Re: Ever had an SSD fail?
Sure :-) We sell SSD's mostly as boot drives in "industrial process control" PC's. The endurance of an SSD depends greatly on how you configure your OS and apps. An SSD in read-only mode can last for ages. I have some firewalls booting Linux from read-only CF cards, running for almost a decade. Same thing for simple DOS-based systems that don't ever need to write to the drive (or scarcely). Same thing for Windows Embedded with EWF locked all the time.

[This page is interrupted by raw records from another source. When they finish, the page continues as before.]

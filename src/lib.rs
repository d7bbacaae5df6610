// Core modules
pub mod broker;
pub mod exchange;
pub mod feed;
pub mod models;
pub mod session;
pub mod store;
pub mod strategy;
pub mod worker;

// Re-export commonly used types
pub use models::*;
pub use strategy::Strategy;

// Error handling
pub type Result<T> = std::result::Result<T, Box<dyn std::error::Error + Send + Sync>>;
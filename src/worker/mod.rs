// Exchange worker: the isolated execution context owning the live exchange
// connection. Everything crosses its boundary through channels.

use chrono::{DateTime, DurationRound, Utc};
use std::sync::Arc;
use tokio::sync::{mpsc, oneshot, watch};
use tokio::task::JoinHandle;

use crate::exchange::{ExchangeClient, ExchangeError};
use crate::feed::CandleStream;
use crate::models::{Balance, Candle, OrderRequest, Timeframe};

/// Capacity of the outbound candle channel
pub const CANDLE_CHANNEL_CAPACITY: usize = 128;
const REQUEST_CHANNEL_CAPACITY: usize = 32;

/// Message envelope sent to the worker; consumed exactly once, answered on
/// the paired oneshot. A dropped responder tells the caller the worker died
/// mid-request.
pub enum ExchangeRequest {
    CreateOrder {
        request: OrderRequest,
        respond: oneshot::Sender<Result<String, ExchangeError>>,
    },
    CancelOrder {
        exchange_id: String,
        symbol: String,
        respond: oneshot::Sender<Result<(), ExchangeError>>,
    },
    RefreshAccount {
        respond: oneshot::Sender<Result<Balance, ExchangeError>>,
    },
}

/// Consumer-side handle to a spawned worker
pub struct WorkerHandle {
    request_tx: mpsc::Sender<ExchangeRequest>,
    shutdown_tx: watch::Sender<bool>,
    join: JoinHandle<()>,
}

impl WorkerHandle {
    pub fn request_sender(&self) -> mpsc::Sender<ExchangeRequest> {
        self.request_tx.clone()
    }

    /// Signal termination and wait for in-flight work to finish. Requests
    /// still queued are dropped, which fails their callers instead of
    /// leaving them hanging.
    pub async fn shutdown(self) {
        let _ = self.shutdown_tx.send(true);
        drop(self.request_tx);
        if let Err(e) = self.join.await {
            tracing::error!("Exchange worker task panicked: {e}");
        }
    }
}

/// Owns the only live connection to the exchange and serializes all API
/// calls through one dispatch loop: candle relay on the timeframe schedule,
/// order resolution and account refresh on request.
pub struct ExchangeWorker {
    client: Arc<dyn ExchangeClient>,
    symbol: String,
    timeframe: Timeframe,
    candle_tx: mpsc::Sender<Candle>,
    request_rx: mpsc::Receiver<ExchangeRequest>,
    shutdown_rx: watch::Receiver<bool>,
    last_relayed: Option<DateTime<Utc>>,
}

/// Spawn a worker task for one symbol, returning its handle and the live
/// candle channel.
pub fn spawn(
    client: Arc<dyn ExchangeClient>,
    symbol: &str,
    timeframe: Timeframe,
) -> (WorkerHandle, mpsc::Receiver<Candle>) {
    let (candle_tx, candle_rx) = mpsc::channel(CANDLE_CHANNEL_CAPACITY);
    let (request_tx, request_rx) = mpsc::channel(REQUEST_CHANNEL_CAPACITY);
    let (shutdown_tx, shutdown_rx) = watch::channel(false);

    let worker = ExchangeWorker {
        client,
        symbol: symbol.to_string(),
        timeframe,
        candle_tx,
        request_rx,
        shutdown_rx,
        last_relayed: None,
    };

    let join = tokio::spawn(worker.run());

    (
        WorkerHandle {
            request_tx,
            shutdown_tx,
            join,
        },
        candle_rx,
    )
}

impl ExchangeWorker {
    async fn run(mut self) {
        tracing::info!(
            symbol = %self.symbol,
            source = self.client.name(),
            timeframe = %self.timeframe,
            "Exchange worker started"
        );

        loop {
            let wait = duration_until_boundary(Utc::now(), self.timeframe);

            tokio::select! {
                changed = self.shutdown_rx.changed() => {
                    if changed.is_err() || *self.shutdown_rx.borrow() {
                        break;
                    }
                }
                request = self.request_rx.recv() => match request {
                    Some(request) => self.handle_request(request).await,
                    None => break,
                },
                _ = tokio::time::sleep(wait) => self.relay_candles().await,
            }
        }

        tracing::info!(symbol = %self.symbol, "Exchange worker stopped");
    }

    async fn handle_request(&self, request: ExchangeRequest) {
        match request {
            ExchangeRequest::CreateOrder { request, respond } => {
                let result = self.client.create_order(&request).await;
                let _ = respond.send(result);
            }
            ExchangeRequest::CancelOrder {
                exchange_id,
                symbol,
                respond,
            } => {
                let result = self.client.cancel_order(&exchange_id, &symbol).await;
                let _ = respond.send(result);
            }
            ExchangeRequest::RefreshAccount { respond } => {
                let result = self.client.fetch_balance().await;
                let _ = respond.send(result);
            }
        }
    }

    /// Fetch candles since two timeframe units back (the exchange may not
    /// have finalized the just-closed bar yet) and forward everything new.
    async fn relay_candles(&mut self) {
        let now = Utc::now();
        let since = now - self.timeframe.duration() * 2;

        let mut stream =
            CandleStream::new(self.client.clone(), &self.symbol, self.timeframe, since);

        loop {
            match stream.next_batch().await {
                Ok(Some(batch)) => {
                    for candle in batch {
                        if candle.time > now {
                            continue;
                        }
                        if matches!(self.last_relayed, Some(last) if candle.time <= last) {
                            continue;
                        }
                        let time = candle.time;
                        if self.candle_tx.send(candle).await.is_err() {
                            // consumer went away, nothing left to relay to
                            return;
                        }
                        self.last_relayed = Some(time);
                    }
                }
                Ok(None) => break,
                Err(e) => {
                    tracing::warn!(symbol = %self.symbol, "Candle relay fetch failed: {e}");
                    break;
                }
            }
        }
    }
}

/// Time left until the next timeframe boundary (e.g. minute rollover for a
/// one-minute feed).
pub fn duration_until_boundary(now: DateTime<Utc>, timeframe: Timeframe) -> std::time::Duration {
    let bucket = now
        .duration_trunc(timeframe.duration())
        .expect("timeframe durations divide a day");
    let next = bucket + timeframe.duration();
    (next - now).to_std().unwrap_or_default()
}
use chrono::{DateTime, Utc};
use std::sync::Arc;
use std::time::Duration;

use crate::exchange::{ExchangeClient, ExchangeError};
use crate::models::{Candle, Timeframe};

/// Candles requested per page, the usual exchange maximum
pub const PAGE_LIMIT: usize = 1000;
const MAX_RETRIES: u32 = 3;
const RETRY_DELAY: Duration = Duration::from_secs(1);

/// Paginated history fetch over an exchange client
///
/// Owns its cursor and retry state: each page is retried up to 3 times with a
/// short fixed delay, then the error propagates and the stream terminates.
/// Pages are requested from the timestamp of the previous page's last candle
/// plus one timeframe unit, so batches neither overlap nor gap. An empty page
/// means the exchange has no more history.
pub struct CandleStream {
    client: Arc<dyn ExchangeClient>,
    symbol: String,
    timeframe: Timeframe,
    cursor: DateTime<Utc>,
    started: bool,
    done: bool,
}

impl CandleStream {
    /// Stream candles strictly after `since`, ending at the current wall clock
    pub fn new(
        client: Arc<dyn ExchangeClient>,
        symbol: &str,
        timeframe: Timeframe,
        since: DateTime<Utc>,
    ) -> Self {
        Self {
            client,
            symbol: symbol.to_string(),
            timeframe,
            cursor: since + timeframe.duration(),
            started: false,
            done: false,
        }
    }

    /// Next batch of candles, oldest first, or None once history is exhausted
    pub async fn next_batch(&mut self) -> Result<Option<Vec<Candle>>, ExchangeError> {
        if self.done || self.cursor >= Utc::now() {
            self.done = true;
            return Ok(None);
        }

        // The exchange rejects requests arriving faster than its advertised
        // interval, so pacing between pages is a correctness requirement.
        if self.started {
            tokio::time::sleep(self.client.rate_limit()).await;
        }
        self.started = true;

        let batch = match self.fetch_page().await {
            Ok(batch) => batch,
            Err(e) => {
                self.done = true;
                return Err(e);
            }
        };

        if batch.is_empty() {
            self.done = true;
            return Ok(None);
        }

        tracing::info!(
            symbol = %self.symbol,
            source = self.client.name(),
            from = %batch[0].time,
            to = %batch[batch.len() - 1].time,
            "Fetched candle batch"
        );

        self.cursor = batch[batch.len() - 1].time + self.timeframe.duration();
        Ok(Some(batch))
    }

    async fn fetch_page(&self) -> Result<Vec<Candle>, ExchangeError> {
        let mut attempt = 1;
        loop {
            match self
                .client
                .fetch_ohlcv(&self.symbol, self.timeframe, self.cursor, PAGE_LIMIT)
                .await
            {
                Ok(batch) => return Ok(batch),
                Err(e) if attempt < MAX_RETRIES => {
                    tracing::warn!(
                        symbol = %self.symbol,
                        attempt,
                        "Retry fetch due to error: {e}"
                    );
                    attempt += 1;
                    tokio::time::sleep(RETRY_DELAY).await;
                }
                Err(e) => {
                    return Err(ExchangeError::RetriesExhausted {
                        attempts: MAX_RETRIES,
                        source: Box::new(e),
                    })
                }
            }
        }
    }
}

But I also know cases where a SCADA app (configured to log data or keep a persistent image on disk) can thrash a decent 2.5" SSD in three months. Spinning rust still has its merits. Yes it can fail too - but it's not *prone* to fail in some deployments where SSD's *are* prone to fail pretty soon. And, in terms of spinning rust, you'd better shop for the *lowest* capacity currently available on the market = the simplest and proven construction, the lowest data density. The terabyte race is not a nice prospect in that context.
Ironically, most people still think that strictly nothing beats the endurance of an SSD in the role of a Windows boot drive... any SSD, in unmodified stock Windows, running Windows Update, an antivirus, a dozen self-updating apps etc.
You know - you install Windows on your shiny new expensive SSD, ohh the joy of how *fast* it is, then you go entertain yourself with something else... and a couple months down the road, when the SSD slows down noticeably, or fails outright, you tend to blame the piece of the SSD, or the early SSD model, or the brand... "Gosh, the SSD's were *crap* a year ago... must've been a bad batch or something... let me have a new one, that will surely last longer!" ;-)
It hardly comes across your mind that maybe the SSD thing is *principally* wrong for the position.